Wpis z mikrobloga

#zdzislawintheworld #gwatemala #antigua #nauka #hiszpanski

Uczę się więc hiszpańskiego, a nawet już coś umiem bo siedzę już tu miesiąc. Ale to człowieka rozleniwia, wcześniej to co 2-3 dni zmieniałem miejsce, miałem wszystko ogarnięte, wiedziałem co, jak i gdzie. Teraz jest poniedziałek, we wtorek rano ruszam dalej, ale jeszcze nie wiem gdzie, ani po co. Mniej więcej wiem, bo albo będę się wspinał na wulkan Acatenango, albo pojadę nad jezioro Atitlan do jakiejś innej szkoły językowej. Nic jednak nie sprawdzałem, ani nie ustalałem. Zobaczymy co to będzie, bo zapewne o tym napiszę.

Wróćmy jednak do szkoły. Wszystkie materiały jakie tutaj zostały przygotowane w całości przez szkołę. Jeżeli chodzi o gramatykę, czy inne zasady to nie może się za bardzo różnić (choć w hiszpańskim amerykańskim nie używa się 2 osoby liczby mnogiej) to przy wymyślanie czytanek, zadań i przykładów mogli sobie popłynąć.

Także na początku tłumaczyłem zdania w stylu "jestem niebieskim niedźwiedziem", czy inne nieżyciowe pierdoły. Trzeba przez to przejść, wiadomo. Później dowiedziałem się, że w hiszpańskim, podobnie jak w polskim ma się ileś lat. W ogóle w hiszpańskim do wielu rzeczy używa się czasownika mieć. Ma się tam głód, pragnienie, strach, wstyd, czy strach. Caricatura to kreskówka, conductor to kierowca, serio to serio, a duda znaczy wątpliwość. Na palce u stóp i dłoni jest jeden wyraz, a rzeczownik oznaczający mięso może oznaczać także miąższ owoców.

Potem trochę już wiedziałem i mogłem już zauważyć różnice kulturowe. Po pierwsze chrześcijaństwo miało tutaj za mało czasu żeby wyplewić rdzenne religie, więc wielu ludzi prócz katolickich, czci także bogów majów. W czytance żona robiła awanturę mężowi, że ten poświęcił czarną kurę, żeby zapewnić rodzinie byt, a tylko Chrystus im może pomóc. Bo tutejszym bogom składano w ofierze tylko czarne zwierzęta, jako symbol nieszczęścia którego się pozbywamy. Pytanie czy czarnych ludzi też składano kiedyś w ofierze widocznie było nie na miejscu, bo nie doczekałem się odpowiedzi. Albo ćwiczenie w którym mam odpowiadać na pytania dotyczące domu. Ile pokoleń mieszka razem, jak pomagasz dziadkom, w którym pokoju masz telefon stacjonarny.
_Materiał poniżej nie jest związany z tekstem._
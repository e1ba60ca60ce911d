//! `pgqctl` subcommand execution

use crate::app::cli::args::Command;
use crate::app::cli::display::{batch_info_table, consumer_table, queue_table, Output};
use crate::app::error::AppError;
use crate::core::styles::StyleRole;
use crate::core::validation::ValidationError;
use crate::core::version::long_version;
use crate::queue::{PgqClient, PollPolicy};
use serde_json::json;

/// Run one subcommand against the client and print its result
pub async fn run(command: &Command, client: &PgqClient, output: Output) -> Result<(), AppError> {
    log::debug!("Running {}", command.name());

    match command {
        Command::Version => {
            let server = client.admin().version().await?;
            if output.json {
                output.print_json(&json!({ "client": long_version(), "pgq": server }))?;
            } else {
                output.status(StyleRole::Key, &format!("pgqctl {}", long_version()));
                output.status(StyleRole::Value, &format!("pgq {}", server));
            }
        }

        Command::CreateQueue { queue } => {
            let created = client.admin().create_queue(queue).await?;
            if output.json {
                output.print_json(&json!({ "queue": queue, "created": created }))?;
            } else if created {
                output.status(StyleRole::Success, &format!("Created queue '{}'", queue));
            } else {
                output.status(StyleRole::Warning, &format!("Queue '{}' already exists", queue));
            }
        }

        Command::DropQueue { queue, force } => {
            client.admin().drop_queue(queue, *force).await?;
            if output.json {
                output.print_json(&json!({ "queue": queue, "dropped": true }))?;
            } else {
                output.status(StyleRole::Success, &format!("Dropped queue '{}'", queue));
            }
        }

        Command::SetConfig { queue, key, value } => {
            client.admin().set_queue_config(queue, key, value).await?;
            if output.json {
                output.print_json(&json!({ "queue": queue, "key": key, "value": value }))?;
            } else {
                output.status(
                    StyleRole::Success,
                    &format!("Set {} = {} on '{}'", key, value, queue),
                );
            }
        }

        Command::Queues { queue } => {
            let queues = match queue {
                Some(name) => {
                    let info = client.admin().queue_info(name).await?;
                    vec![info.ok_or_else(|| AppError::NotFound(format!("Queue '{}' not found", name)))?]
                }
                None => client.admin().all_queue_info().await?,
            };
            if output.json {
                output.print_json(&queues)?;
            } else if queues.is_empty() {
                output.status(StyleRole::Dim, "No queues");
            } else {
                queue_table(&queues, output.color).printstd();
            }
        }

        Command::Consumers { queue, consumer } => {
            let consumers = client
                .admin()
                .get_consumer_info(queue.as_deref(), consumer.as_deref())
                .await?;
            if output.json {
                output.print_json(&consumers)?;
            } else if consumers.is_empty() {
                output.status(StyleRole::Dim, "No consumers");
            } else {
                consumer_table(&consumers, output.color).printstd();
            }
        }

        Command::CurrentTable { queue } => {
            let table = client.admin().current_event_table(queue).await?;
            if output.json {
                output.print_json(&json!({ "queue": queue, "table": table }))?;
            } else {
                output.status(StyleRole::Value, &table);
            }
        }

        Command::Insert {
            queue,
            ev_type,
            data,
            extra,
        } => {
            let extra: Option<Vec<Option<String>>> = if extra.is_empty() {
                None
            } else {
                Some(extra.iter().cloned().map(Some).collect())
            };
            let ev_id = client
                .producer()
                .insert_event(queue, ev_type, data, extra.as_deref())
                .await?;
            if output.json {
                output.print_json(&json!({ "queue": queue, "ev_id": ev_id }))?;
            } else {
                output.status(
                    StyleRole::Success,
                    &format!("Inserted event {} into '{}'", ev_id, queue),
                );
            }
        }

        Command::Register {
            queue,
            consumer,
            at,
        } => {
            let handle = client.consumer(queue, consumer);
            let registered = match at {
                Some(tick_id) => handle.register_at(*tick_id).await?,
                None => handle.register().await?,
            };
            if output.json {
                output.print_json(
                    &json!({ "queue": queue, "consumer": consumer, "registered": registered }),
                )?;
            } else if registered {
                output.status(
                    StyleRole::Success,
                    &format!("Registered '{}' on '{}'", consumer, queue),
                );
            } else {
                output.status(
                    StyleRole::Warning,
                    &format!("'{}' is already registered on '{}'", consumer, queue),
                );
            }
        }

        Command::Unregister { queue, consumer } => {
            let removed = client.consumer(queue, consumer).unregister().await?;
            if output.json {
                output.print_json(
                    &json!({ "queue": queue, "consumer": consumer, "unregistered": removed }),
                )?;
            } else if removed {
                output.status(
                    StyleRole::Success,
                    &format!("Unregistered '{}' from '{}'", consumer, queue),
                );
            } else {
                output.status(
                    StyleRole::Warning,
                    &format!("'{}' was not registered on '{}'", consumer, queue),
                );
            }
        }

        Command::BatchInfo { batch_id } => {
            let info = client
                .admin()
                .get_batch_info(*batch_id)
                .await?
                .ok_or_else(|| AppError::NotFound(format!("Batch {} not found", batch_id)))?;
            if output.json {
                output.print_json(&info)?;
            } else {
                batch_info_table(*batch_id, &info, output.color).printstd();
            }
        }

        Command::Tick { queue, tick_id } => {
            let created = client.ticker().ticker(queue, *tick_id).await?;
            if output.json {
                output.print_json(&json!({ "queue": queue, "tick_id": created }))?;
            } else {
                match created {
                    Some(id) => output.status(StyleRole::Success, &format!("Tick {}", id)),
                    None => output.status(StyleRole::Dim, "No tick due"),
                }
            }
        }

        Command::ForceTick {
            queue,
            wait,
            attempts,
            delay,
        } => {
            let tick_id = if *wait {
                let delay = delay
                    .to_std()
                    .ok_or_else(|| ValidationError::new("--delay must not be negative"))?;
                let policy = PollPolicy {
                    max_attempts: *attempts,
                    delay,
                };
                client.ticker().force_tick_and_wait(queue, policy).await?
            } else {
                Some(client.ticker().force_tick(queue).await?)
            };
            if output.json {
                output.print_json(&json!({ "queue": queue, "tick_id": tick_id }))?;
            } else {
                match tick_id {
                    Some(id) => output.status(StyleRole::Success, &format!("Tick {}", id)),
                    None => output.status(StyleRole::Warning, "Tick did not advance"),
                }
            }
        }
    }

    Ok(())
}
Jednak to, co dostałem ostatnio na zadanie domowe mnie rozwaliło. Trzeba było wpisać czasowniki w odpowiednim z czasów przeszłych, w odpowiedniej formie. Także czytam sobie pierwszą czytankę i na bieżąco uzupełniam. Jakaś taka dziwna i niepokojąca, o mężczyźnie, który odwiedził Gwatemalę. Dobrze się tu bawił, robił dużo rzeczy, był nad rzeką i nawet złapał rybę. Mieszkał z miejscową rodziną, aż pewnego razu wydarzyła się dziwna rzecz. Właścicielka zaczęła mówić w nieznanym języku, złapała za głowę i zmusiła do zjedzenia tabletek, po których zasnął. Następnie właścicielka wraz z mężem wsadzili go do samochodu i dalej wmuszali tabletki, mimo że nie mógł chodzić i czuł się źle. Następnie zobaczył człowieka w szarym uniformie, który spytał o coś właścicielkę. A ona, że nie będzie problemu, bo to wyjątkowo grzeczny pies.
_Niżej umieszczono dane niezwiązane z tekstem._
//! Generic error handling utilities
//!
//! Separates errors the caller can fix (bad arguments, invalid parameter
//! shapes) from backend and system failures, so front ends can report the
//! former verbatim and keep the latter's details at debug level.

/// Trait for errors that can distinguish between user-actionable and system errors
///
/// When `is_user_actionable()` returns `true`, `user_message()` must return
/// `Some(message)`; otherwise it must return `None`.
pub trait ContextualError: std::error::Error {
    /// Returns true if this error carries a message the user can act on
    ///
    /// Validation failures (too many extra fields, conflicting retry timing)
    /// are user-actionable. Backend failures and decode mismatches are not.
    fn is_user_actionable(&self) -> bool;

    /// Returns the specific user message if this is a user-actionable error
    fn user_message(&self) -> Option<&str>;
}

/// Log errors with appropriate detail level based on error specificity
///
/// User-actionable errors log their own message; system errors log the
/// operation context. Full details always go to debug level.
///
/// # Examples
/// ```rust
/// # use pgq_client::core::error_handling::log_error_with_context;
/// # use pgq_client::core::validation::ValidationError;
/// let err = ValidationError::new("queue name is required when consumer name is given");
/// log_error_with_context(&err, "Listing consumers");
/// // Logs: "FATAL: queue name is required when consumer name is given"
/// ```
pub fn log_error_with_context<E: ContextualError + std::fmt::Display + std::fmt::Debug>(
    error: &E,
    operation_context: &str,
) {
    match error.user_message() {
        Some(user_msg) if error.is_user_actionable() => log::error!("FATAL: {}", user_msg),
        _ => log::error!("FATAL: {} failed: {}", operation_context, error),
    }
    log::debug!("DETAIL: {}", error);
    log::debug!("DEBUG_DETAILS: {:?}", error);
}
No dobra, był psem. W sumie to wytrąciło mnie z równowagi, ale myślę że po prostu kogoś jednorazowo poniosła fantazja i biorę się za kolejną czytankę, o tytule ostatni dzień. O bezdomnym człowieku, bez rodziny i przyjaciół, co się nigdy nie mył i szukał szczurów, albo martwych psów, żeby mieć co zjeść. Przy granicy spotkał kobietę, która chciała aby jej towarzyszył, jednak bohater odmówił. Po roku jednak zaczął go dręczyć ogromny smutek i postanowił odnaleźć tamtą kobietę, gdyż ona zapewne ma dla niego odpowiedzi (?). Jak już jakimś cudem ją znalazł, to okazało się że jest hajtnięta, a w ramach owej odpowiedzi powiedziała "żyj dniem" i umarła.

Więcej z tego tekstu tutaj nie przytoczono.